A revolutionary new ‘tracking system’ is helping The Clatterbridge Cancer Centre make sure that patients who need whole genome sequencing can get their results more quickly, allowing them to start their treatment sooner.
It has been introduced particularly to help people with cancer of unknown primary (CUP), the diagnosis given when cancer has spread and it is not easy to tell where it began in the body.
CUP is harder to treat than cancers with a known origin because most cancer treatments now are aimed at treating specific tumour types or cell changes. When it isn’t known what part of the body the cancer originated in, it’s much harder to identify suitable treatments.
Genomic tests – including whole genome sequencing – can help clinical teams learn more about the cell changes or faulty genes that have caused the CUP so they can give patients those treatments that are likely to be most effective for them.
These tests are very complex, however, and can take several weeks to carry out so it is important that samples from the patient’s cancer reach specialist genomics laboratories as quickly as possible.
That’s why The Clatterbridge Cancer Centre has introduced radiofrequency ID (RFID) tagging to track samples throughout their journey to the Liverpool Clinical Laboratories (LCL) team in the Royal Liverpool University Hospital.
Samples from patients who have had biopsies in the Interventional Radiology suite at Clatterbridge Cancer Centre – Liverpool are placed in a red bag fitted with a specific radiofrequency tracking device which sends signals showing its position. Staff can then track the bag on screen as it is taken from Clatterbridge to the laboratory in the Royal Liverpool next door.
Using the special red bag also makes it much clearer to laboratory staff that these are samples for genomic tests which need to be frozen immediately and prioritised for urgent transfer to the specialist genomics laboratories.
Acute Oncology Nurse Consultant Alison Taylor, who specialises in caring for people diagnosed with cancer of unknown primary (CUP), said:
These samples are very precious and we need to make sure they get to the specialist genomic laboratories as quickly and safely as possible.
It’s fantastic that whole genome sequencing is now available on the NHS for people with CUP but it’s a complex process that takes several weeks. That’s why it’s so important that we do all we can to reduce any delays. It means patients can start their treatment more quickly, which is particularly important for harder-to-treat cancers like CUP.

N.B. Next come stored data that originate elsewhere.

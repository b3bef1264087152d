use std::io::{self, BufRead, BufReader, Cursor, Read};

use tagcloud::{count_lines, count_reader, SeparatorSet, TagCloudError};

#[test]
fn counts_each_lowercase_word() {
    let seps = SeparatorSet::default();
    let map = count_lines(["the cat sat on the mat. The cat ran."], &seps);
    assert_eq!(map.get("the"), Some(3));
    assert_eq!(map.get("cat"), Some(2));
    for w in ["sat", "on", "mat", "ran"] {
        assert_eq!(map.get(w), Some(1), "{w}");
    }
    assert_eq!(map.len(), 6);
    assert_eq!(map.total(), 9);
}

#[test]
fn counts_span_lines() {
    let seps = SeparatorSet::default();
    let text = "Alpha beta\r\nBETA gamma\n\nalpha\n";
    let map = count_reader(Cursor::new(text), &seps).unwrap();
    assert_eq!(map.get("alpha"), Some(2));
    assert_eq!(map.get("beta"), Some(2));
    assert_eq!(map.get("gamma"), Some(1));
    assert_eq!(map.len(), 3);
}

#[test]
fn words_do_not_join_across_lines() {
    let seps = SeparatorSet::default();
    let map = count_reader(Cursor::new("tag\ncloud"), &seps).unwrap();
    assert_eq!(map.get("tag"), Some(1));
    assert_eq!(map.get("cloud"), Some(1));
    assert_eq!(map.get("tagcloud"), None);
}

#[test]
fn empty_input_gives_empty_map() {
    let seps = SeparatorSet::default();
    let map = count_reader(Cursor::new(""), &seps).unwrap();
    assert!(map.is_empty());
}

#[test]
fn invalid_utf8_is_input_error() {
    let seps = SeparatorSet::default();
    let bytes: &[u8] = b"fine line\n\xff\xfe broken\n";
    let err = count_reader(bytes, &seps).unwrap_err();
    assert!(matches!(err, TagCloudError::InputUnavailable { .. }));
}

struct FailingReader {
    served: bool,
}

impl Read for FailingReader {
    fn read(&mut self, buf: &mut [u8]) -> io::Result<usize> {
        if self.served {
            return Err(io::Error::new(io::ErrorKind::Other, "disk went away"));
        }
        self.served = true;
        let data = b"partial words here\n";
        buf[..data.len()].copy_from_slice(data);
        Ok(data.len())
    }
}

#[test]
fn read_failure_returns_no_partial_map() {
    let seps = SeparatorSet::default();
    let reader: Box<dyn BufRead> = Box::new(BufReader::new(FailingReader { served: false }));
    match count_reader(reader, &seps) {
        Err(TagCloudError::InputUnavailable { source, .. }) => {
            assert_eq!(source.kind(), io::ErrorKind::Other);
        }
        other => panic!("expected input error, got {other:?}"),
    }
}
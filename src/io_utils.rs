use std::fmt;
use std::io;
use std::path::Path;

#[derive(Debug)]
pub struct CliError {
    pub msg: String,
    pub source: Option<Box<dyn std::error::Error + Send + Sync>>,
}

impl fmt::Display for CliError {
    fn fmt(&self, f: &mut fmt::Formatter<'_>) -> fmt::Result {
        self.msg.fmt(f)
    }
}

impl std::error::Error for CliError {
    fn source(&self) -> Option<&(dyn std::error::Error + 'static)> {
        self.source
            .as_deref()
            .map(|e| e as &(dyn std::error::Error + 'static))
    }
}

fn io_suggestion(err: &io::Error) -> &'static str {
    use io::ErrorKind::*;
    match err.kind() {
        NotFound => "Check that the file exists and the path is correct.",
        PermissionDenied => "Check permissions or run as a different user.",
        InvalidData => "The file is not valid UTF-8 text.",
        WriteZero => "Disk may be full. Free up space and try again.",
        Other if err.raw_os_error() == Some(28) => "Disk may be full. Free up space and try again.",
        _ => "Check permissions or free up disk space.",
    }
}

/// Format a user friendly I/O error message with suggestions.
pub fn format_io_error(operation: &str, path: &Path, err: &io::Error) -> String {
    format!(
        "Error {} '{}': {}. {}",
        operation,
        path.display(),
        err,
        io_suggestion(err)
    )
}

/// Convert an I/O error into a CLI error with context.
pub fn io_cli_error(operation: &str, path: &Path, err: io::Error) -> CliError {
    CliError {
        msg: format_io_error(operation, path, &err),
        source: Some(Box::new(err)),
    }
}

/// Simple CLI error from string.
pub fn simple_cli_error(msg: &str) -> CliError {
    CliError {
        msg: msg.to_string(),
        source: None,
    }
}

/// Convert a library error into a CLI error with a hint.
pub fn tagcloud_cli_error(context: &str, err: crate::TagCloudError) -> CliError {
    CliError {
        msg: format!("{}: {}", context, cli_hint(&err)),
        source: Some(Box::new(err)),
    }
}

/// Return an actionable hint for a library error variant.
pub fn cli_hint(err: &crate::TagCloudError) -> String {
    use crate::TagCloudError::*;
    match err {
        InputUnavailable { context, source } => {
            format!("{context}: {source}. {}", io_suggestion(source))
        }
        InvalidArgument(msg) => format!("{msg}. Check the command line arguments."),
        OutputUnavailable { context, source } => {
            format!("{context}: {source}. {}", io_suggestion(source))
        }
    }
}
use crate::error::TagCloudError;
use crate::font::FontScale;
use crate::separators::SeparatorSet;

/// Number of words shown when nothing else is requested.
pub const DEFAULT_COUNT: usize = 10;

/// Runtime parameters for building a tag cloud.
#[derive(Debug, Clone, PartialEq, Eq)]
pub struct Config {
    /// Number of words to include in the cloud.
    pub requested_count: usize,
    /// Characters that delimit words.
    pub separators: SeparatorSet,
    /// Font range used for sizing the selected words.
    pub font: FontScale,
}

impl Default for Config {
    fn default() -> Self {
        Self {
            requested_count: DEFAULT_COUNT,
            separators: SeparatorSet::default(),
            font: FontScale::default(),
        }
    }
}

/// Check a user supplied word count.
pub fn validate_count(requested: i64) -> Result<usize, TagCloudError> {
    usize::try_from(requested).map_err(|_| {
        TagCloudError::InvalidArgument(format!(
            "requested word count {requested} must not be negative"
        ))
    })
}
//! Top-N selection and display ordering.

use crate::counter::FrequencyMap;

/// Direction of a [`sort_by`] pass.
#[derive(Debug, Clone, Copy, PartialEq, Eq)]
pub enum Order {
    Ascending,
    Descending,
}

/// Stable sort of `items` by the key returned from `key`.
///
/// Items with equal keys keep their relative order in both directions.
pub fn sort_by<T, K, F>(items: &mut [T], mut key: F, order: Order)
where
    K: Ord,
    F: FnMut(&T) -> K,
{
    match order {
        Order::Ascending => items.sort_by(|a, b| key(a).cmp(&key(b))),
        Order::Descending => items.sort_by(|a, b| key(b).cmp(&key(a))),
    }
}

/// A word and its count, borrowed from a [`FrequencyMap`].
#[derive(Debug, Clone, Copy, PartialEq, Eq)]
pub struct WordCount<'a> {
    pub word: &'a str,
    pub count: u64,
}

/// The words chosen for display, in alphabetical order.
#[derive(Debug, Clone, PartialEq, Eq)]
pub struct Selection<'a> {
    pub entries: Vec<WordCount<'a>>,
    /// `min(requested, distinct words)`.
    pub effective_count: usize,
}

/// Every entry of `map`, most frequent first. Equal counts are ordered
/// alphabetically.
pub fn rank(map: &FrequencyMap) -> Vec<WordCount<'_>> {
    let mut ranked: Vec<WordCount<'_>> = map
        .iter()
        .map(|(word, &count)| WordCount {
            word: word.as_str(),
            count,
        })
        .collect();
    // alphabetical first so the stable count pass keeps ties in word order
    sort_by(&mut ranked, |e| e.word, Order::Ascending);
    sort_by(&mut ranked, |e| e.count, Order::Descending);
    ranked
}

/// Pick the `n` most frequent words of `map` and order them alphabetically.
#[tracing::instrument(skip(map), fields(distinct = map.len()))]
pub fn select_top(map: &FrequencyMap, n: usize) -> Selection<'_> {
    let mut entries = rank(map);
    let effective_count = n.min(entries.len());
    entries.truncate(effective_count);
    sort_by(&mut entries, |e| e.word, Order::Ascending);
    Selection {
        entries,
        effective_count,
    }
}
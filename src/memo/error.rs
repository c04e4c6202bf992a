use crate::file::{FileError, Ref};
use std::io;
use thiserror::Error;

use super::serial_queue::QueueError;

#[derive(Debug, Error)]
pub enum MemoError {
    #[error("File error: {0}")]
    File(#[from] FileError),

    #[error("IO error: {0}")]
    Io(#[from] io::Error),

    #[error("Queue error: {0}")]
    Queue(#[from] QueueError),

    #[error("Invalid argument: {0}")]
    InvalidArgument(String),

    #[error("File already exists: {0}")]
    FileAlreadyExists(String),

    #[error("Corrupt chunk chain starting at address {0}")]
    CorruptChain(Ref),
}

pub type MemoResult<T> = Result<T, MemoError>;
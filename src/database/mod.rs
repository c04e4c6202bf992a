use serde::{Deserialize, Serialize};
use std::collections::BTreeMap;
use std::fs;
use std::path::{Component, Path, PathBuf};
use thiserror::Error;
use tracing::debug;

use crate::memo::{MemoError, MemoStore};
use crate::table::{self, FieldDef, TableError, TableHeader, TableOptions, TablePaths};

pub const DATABASE_FILE_EXT: &str = "tdb";

#[derive(Debug, Error)]
pub enum DatabaseError {
    #[error("Database {0} already exists")]
    DatabaseExists(String),

    #[error("Database {0} not found")]
    DatabaseNotFound(String),

    #[error("Table {0} already exists")]
    TableExists(String),

    #[error("Table {0} not found")]
    TableNotFound(String),

    #[error("Invalid argument: {0}")]
    InvalidArgument(String),

    #[error("Cannot read/write file: {0}")]
    IoError(#[from] std::io::Error),

    #[error("Catalog error: {0}")]
    CatalogError(#[from] serde_json::Error),

    #[error("Table error: {0}")]
    TableError(#[from] TableError),

    #[error("Memo error: {0}")]
    MemoError(#[from] MemoError),
}

pub type DatabaseResult<T> = Result<T, DatabaseError>;

/// Contents of the database file: the tables it holds and the options they
/// were created with
#[derive(Debug, Clone, Default, PartialEq, Eq, Serialize, Deserialize)]
pub struct DatabaseCatalog {
    pub tables: BTreeMap<String, TableOptions>,
}

impl DatabaseCatalog {
    pub fn load(path: &Path) -> DatabaseResult<Self> {
        let content = fs::read_to_string(path)?;
        let catalog = serde_json::from_str(&content)?;
        Ok(catalog)
    }

    pub fn save(&self, path: &Path) -> DatabaseResult<()> {
        let content = serde_json::to_string_pretty(&self)?;
        fs::write(path, content)?;
        Ok(())
    }
}

/// A database file and the tables stored next to it.
///
/// Tables live in the database file's directory under the prefix
/// `<database>_<table>`.
pub struct TextDb {
    database_path: PathBuf,
    working_dir: PathBuf,
    name: String,
    catalog: DatabaseCatalog,
}

impl TextDb {
    /// Create an empty database `name` under `root`. The `.tdb` extension is
    /// added when missing.
    pub fn create_database<P: AsRef<Path>>(root: P, name: &str) -> DatabaseResult<()> {
        let (database_path, db_name) = resolve_database_path(root.as_ref(), name)?;
        if database_path.exists() {
            return Err(DatabaseError::DatabaseExists(db_name));
        }

        let dir = database_path.parent().unwrap_or(Path::new("."));
        if !dir.is_dir() {
            return Err(DatabaseError::InvalidArgument(format!(
                "directory {} does not exist",
                dir.display()
            )));
        }

        DatabaseCatalog::default().save(&database_path)?;
        debug!(database = %database_path.display(), "created database");
        Ok(())
    }

    pub fn open<P: AsRef<Path>>(root: P, name: &str) -> DatabaseResult<Self> {
        let (database_path, db_name) = resolve_database_path(root.as_ref(), name)?;
        if !database_path.is_file() {
            return Err(DatabaseError::DatabaseNotFound(db_name));
        }

        let catalog = DatabaseCatalog::load(&database_path)?;
        let working_dir = database_path
            .parent()
            .map(Path::to_path_buf)
            .unwrap_or_default();

        debug!(
            database = %database_path.display(),
            tables = catalog.tables.len(),
            "opened database"
        );
        Ok(Self {
            database_path,
            working_dir,
            name: db_name,
            catalog,
        })
    }

    pub fn name(&self) -> &str {
        &self.name
    }

    pub fn path(&self) -> &Path {
        &self.database_path
    }

    pub fn create_table(
        &mut self,
        name: &str,
        fields: &[FieldDef],
        options: &TableOptions,
    ) -> DatabaseResult<()> {
        validate_table_name(name)?;
        if self.catalog.tables.contains_key(name) {
            return Err(DatabaseError::TableExists(name.to_string()));
        }

        table::create_table(self.table_prefix(name), fields, options)?;

        self.catalog
            .tables
            .insert(name.to_string(), options.clone());
        self.save()?;
        Ok(())
    }

    /// Names of all tables, sorted
    pub fn table_names(&self) -> Vec<String> {
        self.catalog.tables.keys().cloned().collect()
    }

    pub fn has_table(&self, name: &str) -> bool {
        self.catalog.tables.contains_key(name)
    }

    pub fn table_options(&self, name: &str) -> DatabaseResult<&TableOptions> {
        self.catalog
            .tables
            .get(name)
            .ok_or_else(|| DatabaseError::TableNotFound(name.to_string()))
    }

    /// Files backing table `name`
    pub fn table_paths(&self, name: &str) -> DatabaseResult<TablePaths> {
        self.table_options(name)?;
        Ok(TablePaths::new(self.table_prefix(name)))
    }

    pub fn table_header(&self, name: &str) -> DatabaseResult<TableHeader> {
        let paths = self.table_paths(name)?;
        Ok(TableHeader::read(&paths.table)?)
    }

    pub fn open_table_memo(&self, name: &str) -> DatabaseResult<MemoStore> {
        self.table_options(name)?;
        Ok(table::open_table_memo(self.table_prefix(name))?)
    }

    /// Write the catalog back to the database file
    pub fn save(&self) -> DatabaseResult<()> {
        self.catalog.save(&self.database_path)
    }

    fn table_prefix(&self, name: &str) -> PathBuf {
        self.working_dir.join(format!("{}_{}", self.name, name))
    }
}

/// Database file path and database name for `name` under `root`
fn resolve_database_path(root: &Path, name: &str) -> DatabaseResult<(PathBuf, String)> {
    let relative = Path::new(name);
    if name.is_empty()
        || relative.is_absolute()
        || relative
            .components()
            .any(|c| !matches!(c, Component::Normal(_) | Component::CurDir))
    {
        return Err(DatabaseError::InvalidArgument(format!(
            "invalid database path: {name:?}"
        )));
    }

    let suffix = format!(".{DATABASE_FILE_EXT}");
    let file_name = if name.ends_with(&suffix) {
        name.to_string()
    } else {
        format!("{name}{suffix}")
    };
    let database_path = root.join(file_name);

    let db_name = database_path
        .file_name()
        .and_then(|f| f.to_str())
        .and_then(|f| f.strip_suffix(&suffix))
        .filter(|stem| !stem.is_empty())
        .ok_or_else(|| DatabaseError::InvalidArgument(format!("invalid database name: {name:?}")))?
        .to_string();

    Ok((database_path, db_name))
}

fn validate_table_name(name: &str) -> DatabaseResult<()> {
    if name.is_empty() || name.contains(['/', '\\']) || name == "." || name == ".." {
        return Err(DatabaseError::InvalidArgument(format!(
            "invalid table name: {name:?}"
        )));
    }
    Ok(())
}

Introducing the new tracking system alongside other changes in how genomic samples are managed has helped The Clatterbridge Cancer Centre reduce turnaround times by almost half.
Dave Croft, Technical Change Manager in The Clatterbridge Cancer Centre’s Digital Team, said:
The RFID system makes it possible for us to track smaller medical devices across our hospital and also in the Royal Liverpool University Hospital next door. This helps our Medical Devices team track down assets for maintenance and allows ward staff to easily find their devices in the building.
As with the CUP sample tracking, the system can be extended to track other high-value items in the hospital, reducing the time spent locating devices needed for patient care.
Whole genome sequencing and other genomic tests are carried out in specialist laboratories in each region. In our region, it is delivered by the North West Genomics Laboratory Hub.